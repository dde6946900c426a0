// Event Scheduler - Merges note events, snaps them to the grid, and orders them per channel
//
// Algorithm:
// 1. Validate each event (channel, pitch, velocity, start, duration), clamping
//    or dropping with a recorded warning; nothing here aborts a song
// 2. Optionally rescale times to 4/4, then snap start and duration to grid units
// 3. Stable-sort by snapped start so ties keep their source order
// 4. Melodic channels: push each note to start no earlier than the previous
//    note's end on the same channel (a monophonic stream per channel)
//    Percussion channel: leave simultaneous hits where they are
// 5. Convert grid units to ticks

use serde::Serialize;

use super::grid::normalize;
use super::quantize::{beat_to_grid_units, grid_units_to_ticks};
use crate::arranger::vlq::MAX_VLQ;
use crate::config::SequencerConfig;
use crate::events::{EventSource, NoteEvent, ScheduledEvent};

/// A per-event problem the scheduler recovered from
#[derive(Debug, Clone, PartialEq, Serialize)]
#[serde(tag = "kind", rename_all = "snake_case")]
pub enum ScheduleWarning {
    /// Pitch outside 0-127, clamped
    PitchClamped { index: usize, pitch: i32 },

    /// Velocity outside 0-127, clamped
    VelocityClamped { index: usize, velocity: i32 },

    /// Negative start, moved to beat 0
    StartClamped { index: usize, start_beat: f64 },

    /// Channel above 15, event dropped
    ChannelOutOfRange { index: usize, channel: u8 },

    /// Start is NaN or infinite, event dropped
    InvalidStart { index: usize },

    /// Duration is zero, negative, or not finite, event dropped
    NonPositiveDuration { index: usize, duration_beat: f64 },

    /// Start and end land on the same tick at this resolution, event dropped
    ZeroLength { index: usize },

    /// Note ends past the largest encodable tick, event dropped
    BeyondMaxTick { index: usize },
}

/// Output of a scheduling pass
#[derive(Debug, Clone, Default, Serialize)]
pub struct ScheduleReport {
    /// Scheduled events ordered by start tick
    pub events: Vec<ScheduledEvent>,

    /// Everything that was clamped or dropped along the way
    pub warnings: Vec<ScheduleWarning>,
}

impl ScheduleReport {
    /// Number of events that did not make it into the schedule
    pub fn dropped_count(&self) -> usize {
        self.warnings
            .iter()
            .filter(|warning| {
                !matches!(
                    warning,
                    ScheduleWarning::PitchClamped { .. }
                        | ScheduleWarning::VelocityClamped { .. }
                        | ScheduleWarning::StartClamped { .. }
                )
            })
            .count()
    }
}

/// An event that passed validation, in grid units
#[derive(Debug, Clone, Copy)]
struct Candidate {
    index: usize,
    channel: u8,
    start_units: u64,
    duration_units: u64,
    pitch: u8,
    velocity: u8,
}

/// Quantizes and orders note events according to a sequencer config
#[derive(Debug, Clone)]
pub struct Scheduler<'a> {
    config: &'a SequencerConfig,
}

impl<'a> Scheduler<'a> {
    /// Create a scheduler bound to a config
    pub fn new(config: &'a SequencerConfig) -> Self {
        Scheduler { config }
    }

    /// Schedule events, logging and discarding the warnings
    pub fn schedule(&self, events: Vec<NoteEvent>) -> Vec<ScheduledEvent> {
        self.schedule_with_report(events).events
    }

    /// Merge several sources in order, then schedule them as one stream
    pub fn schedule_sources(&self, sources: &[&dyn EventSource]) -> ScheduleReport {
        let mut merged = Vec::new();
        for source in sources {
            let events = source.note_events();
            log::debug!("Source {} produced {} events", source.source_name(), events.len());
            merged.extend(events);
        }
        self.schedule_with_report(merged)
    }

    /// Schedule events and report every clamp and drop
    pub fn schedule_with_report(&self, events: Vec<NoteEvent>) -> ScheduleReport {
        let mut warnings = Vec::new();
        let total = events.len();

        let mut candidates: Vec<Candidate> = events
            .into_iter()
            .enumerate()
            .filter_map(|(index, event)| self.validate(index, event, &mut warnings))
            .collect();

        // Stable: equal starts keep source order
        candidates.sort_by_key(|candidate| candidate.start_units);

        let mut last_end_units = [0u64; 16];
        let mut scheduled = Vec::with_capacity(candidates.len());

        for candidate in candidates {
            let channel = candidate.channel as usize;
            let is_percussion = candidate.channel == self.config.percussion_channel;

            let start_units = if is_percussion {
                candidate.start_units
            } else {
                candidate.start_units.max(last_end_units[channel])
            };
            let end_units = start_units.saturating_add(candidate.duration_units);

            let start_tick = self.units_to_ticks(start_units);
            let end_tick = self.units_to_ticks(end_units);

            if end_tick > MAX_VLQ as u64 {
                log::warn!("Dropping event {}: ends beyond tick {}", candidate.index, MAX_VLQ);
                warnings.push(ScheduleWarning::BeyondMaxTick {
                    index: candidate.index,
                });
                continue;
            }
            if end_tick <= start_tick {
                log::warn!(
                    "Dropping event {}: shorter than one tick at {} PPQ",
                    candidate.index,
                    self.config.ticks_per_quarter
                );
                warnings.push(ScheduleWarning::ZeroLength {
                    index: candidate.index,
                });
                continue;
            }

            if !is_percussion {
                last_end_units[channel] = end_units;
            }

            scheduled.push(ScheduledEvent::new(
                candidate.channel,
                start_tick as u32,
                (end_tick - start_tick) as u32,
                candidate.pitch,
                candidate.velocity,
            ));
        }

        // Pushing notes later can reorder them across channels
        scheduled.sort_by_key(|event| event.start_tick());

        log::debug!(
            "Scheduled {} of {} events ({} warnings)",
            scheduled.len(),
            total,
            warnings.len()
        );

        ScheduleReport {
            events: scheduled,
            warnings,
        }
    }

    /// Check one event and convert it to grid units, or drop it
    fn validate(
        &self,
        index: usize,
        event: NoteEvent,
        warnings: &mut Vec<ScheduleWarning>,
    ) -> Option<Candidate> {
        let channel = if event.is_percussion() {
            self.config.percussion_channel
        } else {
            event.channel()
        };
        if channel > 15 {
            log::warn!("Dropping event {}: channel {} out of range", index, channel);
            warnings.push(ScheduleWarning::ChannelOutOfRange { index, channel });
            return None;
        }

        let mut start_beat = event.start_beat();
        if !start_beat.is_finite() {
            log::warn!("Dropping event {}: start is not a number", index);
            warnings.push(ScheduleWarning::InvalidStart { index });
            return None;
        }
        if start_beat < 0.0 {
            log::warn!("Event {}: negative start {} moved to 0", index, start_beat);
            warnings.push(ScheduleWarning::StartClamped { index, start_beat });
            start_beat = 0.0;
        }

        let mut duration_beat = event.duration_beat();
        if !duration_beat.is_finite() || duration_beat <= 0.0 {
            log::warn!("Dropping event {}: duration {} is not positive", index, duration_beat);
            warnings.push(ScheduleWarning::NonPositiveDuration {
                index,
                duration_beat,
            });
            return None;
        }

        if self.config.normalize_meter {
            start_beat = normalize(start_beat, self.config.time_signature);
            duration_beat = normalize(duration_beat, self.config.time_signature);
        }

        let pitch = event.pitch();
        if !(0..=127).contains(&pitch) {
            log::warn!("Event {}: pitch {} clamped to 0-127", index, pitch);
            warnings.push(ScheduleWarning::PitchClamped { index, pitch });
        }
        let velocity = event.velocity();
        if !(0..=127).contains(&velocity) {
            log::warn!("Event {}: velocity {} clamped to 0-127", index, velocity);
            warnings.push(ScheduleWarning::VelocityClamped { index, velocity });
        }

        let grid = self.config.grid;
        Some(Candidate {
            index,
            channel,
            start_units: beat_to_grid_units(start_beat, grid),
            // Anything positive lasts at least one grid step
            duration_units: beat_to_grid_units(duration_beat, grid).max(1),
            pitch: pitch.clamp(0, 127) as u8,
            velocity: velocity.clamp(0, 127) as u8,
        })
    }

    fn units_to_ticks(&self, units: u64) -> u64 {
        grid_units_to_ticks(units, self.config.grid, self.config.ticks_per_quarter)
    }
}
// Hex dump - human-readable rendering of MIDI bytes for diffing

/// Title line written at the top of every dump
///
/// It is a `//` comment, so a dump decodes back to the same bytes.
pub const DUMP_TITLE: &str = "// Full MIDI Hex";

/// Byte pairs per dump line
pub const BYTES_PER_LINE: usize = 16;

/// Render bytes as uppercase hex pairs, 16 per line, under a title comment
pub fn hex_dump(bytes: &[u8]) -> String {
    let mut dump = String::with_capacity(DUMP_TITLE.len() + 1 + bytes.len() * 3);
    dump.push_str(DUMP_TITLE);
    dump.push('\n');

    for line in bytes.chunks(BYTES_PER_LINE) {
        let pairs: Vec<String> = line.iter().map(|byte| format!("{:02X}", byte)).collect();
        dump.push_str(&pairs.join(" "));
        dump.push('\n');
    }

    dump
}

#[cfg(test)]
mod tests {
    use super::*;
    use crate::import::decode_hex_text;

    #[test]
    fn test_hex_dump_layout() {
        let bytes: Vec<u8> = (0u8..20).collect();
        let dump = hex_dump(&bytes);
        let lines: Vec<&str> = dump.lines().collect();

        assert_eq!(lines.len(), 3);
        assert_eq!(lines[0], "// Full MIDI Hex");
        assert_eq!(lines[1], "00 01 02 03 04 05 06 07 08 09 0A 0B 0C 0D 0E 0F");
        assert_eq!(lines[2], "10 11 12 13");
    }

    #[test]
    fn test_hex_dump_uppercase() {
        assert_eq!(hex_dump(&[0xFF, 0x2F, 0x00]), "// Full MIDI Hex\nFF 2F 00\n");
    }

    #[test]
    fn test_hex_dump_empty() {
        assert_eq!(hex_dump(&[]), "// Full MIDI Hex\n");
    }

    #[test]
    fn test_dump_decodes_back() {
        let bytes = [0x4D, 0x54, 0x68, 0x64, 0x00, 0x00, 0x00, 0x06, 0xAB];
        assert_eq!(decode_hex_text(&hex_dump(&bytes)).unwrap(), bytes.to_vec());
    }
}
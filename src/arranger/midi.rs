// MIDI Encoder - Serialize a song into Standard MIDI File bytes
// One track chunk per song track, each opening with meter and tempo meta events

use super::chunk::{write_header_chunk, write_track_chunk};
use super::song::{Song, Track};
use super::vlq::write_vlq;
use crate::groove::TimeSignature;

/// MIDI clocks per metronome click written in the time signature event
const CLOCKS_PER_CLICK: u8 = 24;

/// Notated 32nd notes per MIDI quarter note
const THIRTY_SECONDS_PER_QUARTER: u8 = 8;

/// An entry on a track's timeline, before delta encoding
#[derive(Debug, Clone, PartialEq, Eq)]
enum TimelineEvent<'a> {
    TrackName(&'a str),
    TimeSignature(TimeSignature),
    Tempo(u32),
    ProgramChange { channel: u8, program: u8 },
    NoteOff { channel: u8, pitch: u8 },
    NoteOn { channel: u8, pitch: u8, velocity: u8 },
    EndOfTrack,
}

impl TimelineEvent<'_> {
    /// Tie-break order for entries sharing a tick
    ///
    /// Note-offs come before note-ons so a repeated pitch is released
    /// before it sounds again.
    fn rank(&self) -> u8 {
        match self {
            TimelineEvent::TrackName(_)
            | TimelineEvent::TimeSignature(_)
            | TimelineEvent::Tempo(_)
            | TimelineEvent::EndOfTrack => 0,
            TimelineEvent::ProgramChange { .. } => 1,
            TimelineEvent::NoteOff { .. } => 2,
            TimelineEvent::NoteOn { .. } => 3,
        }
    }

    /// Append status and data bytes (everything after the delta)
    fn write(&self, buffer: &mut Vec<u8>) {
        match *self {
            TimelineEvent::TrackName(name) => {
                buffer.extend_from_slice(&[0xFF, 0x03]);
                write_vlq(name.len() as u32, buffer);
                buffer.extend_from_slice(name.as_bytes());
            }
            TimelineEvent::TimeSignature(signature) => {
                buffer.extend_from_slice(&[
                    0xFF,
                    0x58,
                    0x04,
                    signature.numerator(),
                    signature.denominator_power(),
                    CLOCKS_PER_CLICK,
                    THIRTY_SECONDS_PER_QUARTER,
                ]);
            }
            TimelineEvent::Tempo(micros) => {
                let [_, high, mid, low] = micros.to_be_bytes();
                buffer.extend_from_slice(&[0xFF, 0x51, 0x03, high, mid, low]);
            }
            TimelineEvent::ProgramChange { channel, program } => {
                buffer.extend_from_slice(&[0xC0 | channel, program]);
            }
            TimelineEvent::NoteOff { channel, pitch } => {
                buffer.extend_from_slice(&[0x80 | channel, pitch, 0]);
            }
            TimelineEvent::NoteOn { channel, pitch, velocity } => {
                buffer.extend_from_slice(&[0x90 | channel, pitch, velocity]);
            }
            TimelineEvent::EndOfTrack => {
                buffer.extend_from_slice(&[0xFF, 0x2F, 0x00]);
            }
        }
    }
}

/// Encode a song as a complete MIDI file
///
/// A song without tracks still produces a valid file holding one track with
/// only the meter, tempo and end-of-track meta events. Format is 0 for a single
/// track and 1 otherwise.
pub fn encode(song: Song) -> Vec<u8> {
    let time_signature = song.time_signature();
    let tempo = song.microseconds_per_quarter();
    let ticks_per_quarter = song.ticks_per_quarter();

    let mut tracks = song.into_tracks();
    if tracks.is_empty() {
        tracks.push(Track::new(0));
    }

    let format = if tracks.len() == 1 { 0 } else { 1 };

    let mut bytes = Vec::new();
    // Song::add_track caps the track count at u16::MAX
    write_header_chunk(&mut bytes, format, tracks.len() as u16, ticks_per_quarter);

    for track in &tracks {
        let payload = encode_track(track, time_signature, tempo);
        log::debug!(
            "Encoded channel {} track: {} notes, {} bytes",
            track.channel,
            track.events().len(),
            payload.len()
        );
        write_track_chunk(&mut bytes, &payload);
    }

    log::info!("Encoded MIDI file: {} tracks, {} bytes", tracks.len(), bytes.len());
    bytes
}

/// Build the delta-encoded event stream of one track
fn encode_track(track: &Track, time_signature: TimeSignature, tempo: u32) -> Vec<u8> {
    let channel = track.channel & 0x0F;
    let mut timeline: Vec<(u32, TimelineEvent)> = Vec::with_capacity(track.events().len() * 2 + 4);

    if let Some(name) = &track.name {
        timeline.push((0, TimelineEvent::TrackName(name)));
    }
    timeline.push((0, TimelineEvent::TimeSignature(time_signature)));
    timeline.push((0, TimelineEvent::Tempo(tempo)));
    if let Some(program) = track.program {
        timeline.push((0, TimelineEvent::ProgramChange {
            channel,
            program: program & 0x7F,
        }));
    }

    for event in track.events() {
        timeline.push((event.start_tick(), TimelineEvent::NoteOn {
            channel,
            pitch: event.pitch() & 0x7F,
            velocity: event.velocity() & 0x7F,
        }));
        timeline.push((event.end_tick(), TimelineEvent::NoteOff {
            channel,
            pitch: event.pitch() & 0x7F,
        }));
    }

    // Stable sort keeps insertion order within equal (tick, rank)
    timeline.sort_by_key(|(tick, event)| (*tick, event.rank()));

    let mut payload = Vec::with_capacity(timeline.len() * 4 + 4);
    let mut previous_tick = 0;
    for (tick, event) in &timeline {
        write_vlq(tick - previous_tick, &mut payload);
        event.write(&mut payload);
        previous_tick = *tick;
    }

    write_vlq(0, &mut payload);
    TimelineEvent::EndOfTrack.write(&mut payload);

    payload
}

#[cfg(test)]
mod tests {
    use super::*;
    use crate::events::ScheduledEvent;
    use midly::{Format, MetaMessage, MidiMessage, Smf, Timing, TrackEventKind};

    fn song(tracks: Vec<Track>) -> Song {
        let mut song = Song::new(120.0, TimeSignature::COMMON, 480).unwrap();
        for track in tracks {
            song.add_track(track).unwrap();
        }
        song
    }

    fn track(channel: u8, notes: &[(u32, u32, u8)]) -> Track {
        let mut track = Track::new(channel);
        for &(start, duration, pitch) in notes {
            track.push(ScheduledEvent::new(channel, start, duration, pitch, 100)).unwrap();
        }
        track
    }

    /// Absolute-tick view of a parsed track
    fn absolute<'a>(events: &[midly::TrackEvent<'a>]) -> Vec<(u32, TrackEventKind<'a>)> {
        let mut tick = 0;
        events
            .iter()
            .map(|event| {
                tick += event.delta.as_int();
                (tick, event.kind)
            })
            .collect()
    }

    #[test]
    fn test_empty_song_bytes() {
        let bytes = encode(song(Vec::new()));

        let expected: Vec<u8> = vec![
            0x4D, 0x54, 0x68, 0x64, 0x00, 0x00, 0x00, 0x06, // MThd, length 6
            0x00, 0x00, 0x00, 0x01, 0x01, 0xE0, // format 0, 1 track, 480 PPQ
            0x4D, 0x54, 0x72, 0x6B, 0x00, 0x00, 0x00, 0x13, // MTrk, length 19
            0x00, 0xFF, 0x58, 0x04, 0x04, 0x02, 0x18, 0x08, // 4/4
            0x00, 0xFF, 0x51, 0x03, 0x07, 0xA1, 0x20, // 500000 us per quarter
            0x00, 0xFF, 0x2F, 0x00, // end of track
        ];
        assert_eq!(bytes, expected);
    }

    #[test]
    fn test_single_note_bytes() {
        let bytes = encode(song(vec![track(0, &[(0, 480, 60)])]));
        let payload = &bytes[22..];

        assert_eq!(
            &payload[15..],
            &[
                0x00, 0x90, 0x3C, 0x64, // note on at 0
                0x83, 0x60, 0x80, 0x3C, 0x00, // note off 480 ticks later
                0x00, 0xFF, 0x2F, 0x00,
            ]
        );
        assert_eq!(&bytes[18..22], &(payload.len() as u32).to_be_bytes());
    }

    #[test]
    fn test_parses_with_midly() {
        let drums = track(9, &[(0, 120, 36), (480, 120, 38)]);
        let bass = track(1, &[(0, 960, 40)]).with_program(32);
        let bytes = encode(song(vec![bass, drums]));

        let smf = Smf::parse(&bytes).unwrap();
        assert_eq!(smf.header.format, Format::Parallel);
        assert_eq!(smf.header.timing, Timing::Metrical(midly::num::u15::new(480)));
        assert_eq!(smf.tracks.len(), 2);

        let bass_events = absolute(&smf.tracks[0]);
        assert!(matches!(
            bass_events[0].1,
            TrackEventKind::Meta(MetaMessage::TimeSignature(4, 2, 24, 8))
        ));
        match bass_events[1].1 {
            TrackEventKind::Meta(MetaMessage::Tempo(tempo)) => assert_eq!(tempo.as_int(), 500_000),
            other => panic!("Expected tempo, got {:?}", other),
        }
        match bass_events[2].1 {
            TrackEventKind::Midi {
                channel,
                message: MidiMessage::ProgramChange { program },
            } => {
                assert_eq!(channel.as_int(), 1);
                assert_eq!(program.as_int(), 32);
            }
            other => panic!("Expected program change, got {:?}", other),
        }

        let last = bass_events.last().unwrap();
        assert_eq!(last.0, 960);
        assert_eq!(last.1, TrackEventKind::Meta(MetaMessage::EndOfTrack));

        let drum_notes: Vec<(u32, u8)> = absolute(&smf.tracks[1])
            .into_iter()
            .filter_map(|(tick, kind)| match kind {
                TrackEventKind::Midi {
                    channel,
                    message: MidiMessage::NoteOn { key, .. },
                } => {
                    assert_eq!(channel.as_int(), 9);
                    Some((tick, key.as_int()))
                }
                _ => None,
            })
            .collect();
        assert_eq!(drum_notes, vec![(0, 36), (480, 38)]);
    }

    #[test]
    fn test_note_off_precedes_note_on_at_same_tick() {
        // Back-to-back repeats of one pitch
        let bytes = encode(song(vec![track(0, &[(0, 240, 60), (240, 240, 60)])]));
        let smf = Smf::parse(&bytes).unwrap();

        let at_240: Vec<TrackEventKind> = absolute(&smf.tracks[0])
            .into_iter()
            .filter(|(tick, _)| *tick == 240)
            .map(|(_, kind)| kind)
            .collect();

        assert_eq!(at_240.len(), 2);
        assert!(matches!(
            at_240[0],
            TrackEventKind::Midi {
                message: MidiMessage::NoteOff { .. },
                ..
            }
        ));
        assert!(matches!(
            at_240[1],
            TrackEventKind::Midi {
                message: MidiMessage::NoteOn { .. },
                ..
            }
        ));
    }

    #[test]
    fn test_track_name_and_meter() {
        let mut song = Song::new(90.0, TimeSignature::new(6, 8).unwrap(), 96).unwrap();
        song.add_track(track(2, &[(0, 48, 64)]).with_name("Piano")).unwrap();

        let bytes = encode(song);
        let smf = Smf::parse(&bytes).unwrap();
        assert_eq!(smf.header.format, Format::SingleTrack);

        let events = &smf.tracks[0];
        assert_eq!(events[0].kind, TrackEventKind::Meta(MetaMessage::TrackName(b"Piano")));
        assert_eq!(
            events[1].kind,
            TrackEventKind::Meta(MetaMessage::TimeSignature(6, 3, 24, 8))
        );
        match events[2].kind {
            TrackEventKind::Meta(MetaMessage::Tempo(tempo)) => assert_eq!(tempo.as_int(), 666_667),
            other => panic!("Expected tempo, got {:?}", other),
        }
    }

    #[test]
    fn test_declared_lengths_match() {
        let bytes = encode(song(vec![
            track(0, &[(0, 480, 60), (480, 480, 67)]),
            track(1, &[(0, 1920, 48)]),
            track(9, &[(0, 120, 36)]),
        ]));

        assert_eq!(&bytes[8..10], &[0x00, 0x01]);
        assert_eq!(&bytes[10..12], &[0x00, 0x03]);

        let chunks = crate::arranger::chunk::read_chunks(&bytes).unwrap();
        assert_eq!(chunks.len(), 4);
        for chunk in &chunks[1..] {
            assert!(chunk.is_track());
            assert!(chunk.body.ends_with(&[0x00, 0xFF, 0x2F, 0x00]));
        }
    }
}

• [YOUR ASSIGNMENT] Search the listing above for lines containing "BeyondMaxTick", and copy them.

• [RESULT OF THIS TASK]
    BeyondMaxTick { index: usize },
                warnings.push(ScheduleWarning::BeyondMaxTick {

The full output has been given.